## Data to process:
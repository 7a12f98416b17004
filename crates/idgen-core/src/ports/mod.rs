//! Port definitions for hexagonal architecture.
//!
//! These traits define the boundaries between the orchestration core and the
//! model backends, image sources and output sinks that adapters provide.

mod extractor;
mod face_analyzer;
mod image_loader;
mod pipeline;
mod progress;
mod result_output;
mod safety;

pub use extractor::{ConditionExtractor, DepthEstimator, DepthMap};
pub use face_analyzer::FaceAnalyzer;
pub use image_loader::ImageLoader;
pub use pipeline::{DiffusionPipeline, GenerationCall};
pub use progress::{NoopProgress, PredictionEvent, ProgressSink};
pub use result_output::ResultOutput;
pub use safety::SafetyClassifier;
//! Safety classifier port.

use image::DynamicImage;

/// Port for the NSFW content classifier.
pub trait SafetyClassifier: Send + Sync {
    /// Classifies each image.
    ///
    /// # Returns
    ///
    /// One flag per input image, `true` when the image is flagged.
    ///
    /// # Errors
    ///
    /// Returns an error if classification fails.
    fn check(&self, images: &[DynamicImage]) -> anyhow::Result<Vec<bool>>;
}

## Your instructions:
Among the lines in the data above, find those containing "progress" and give only how many there are.

## Answer to the exercise:
2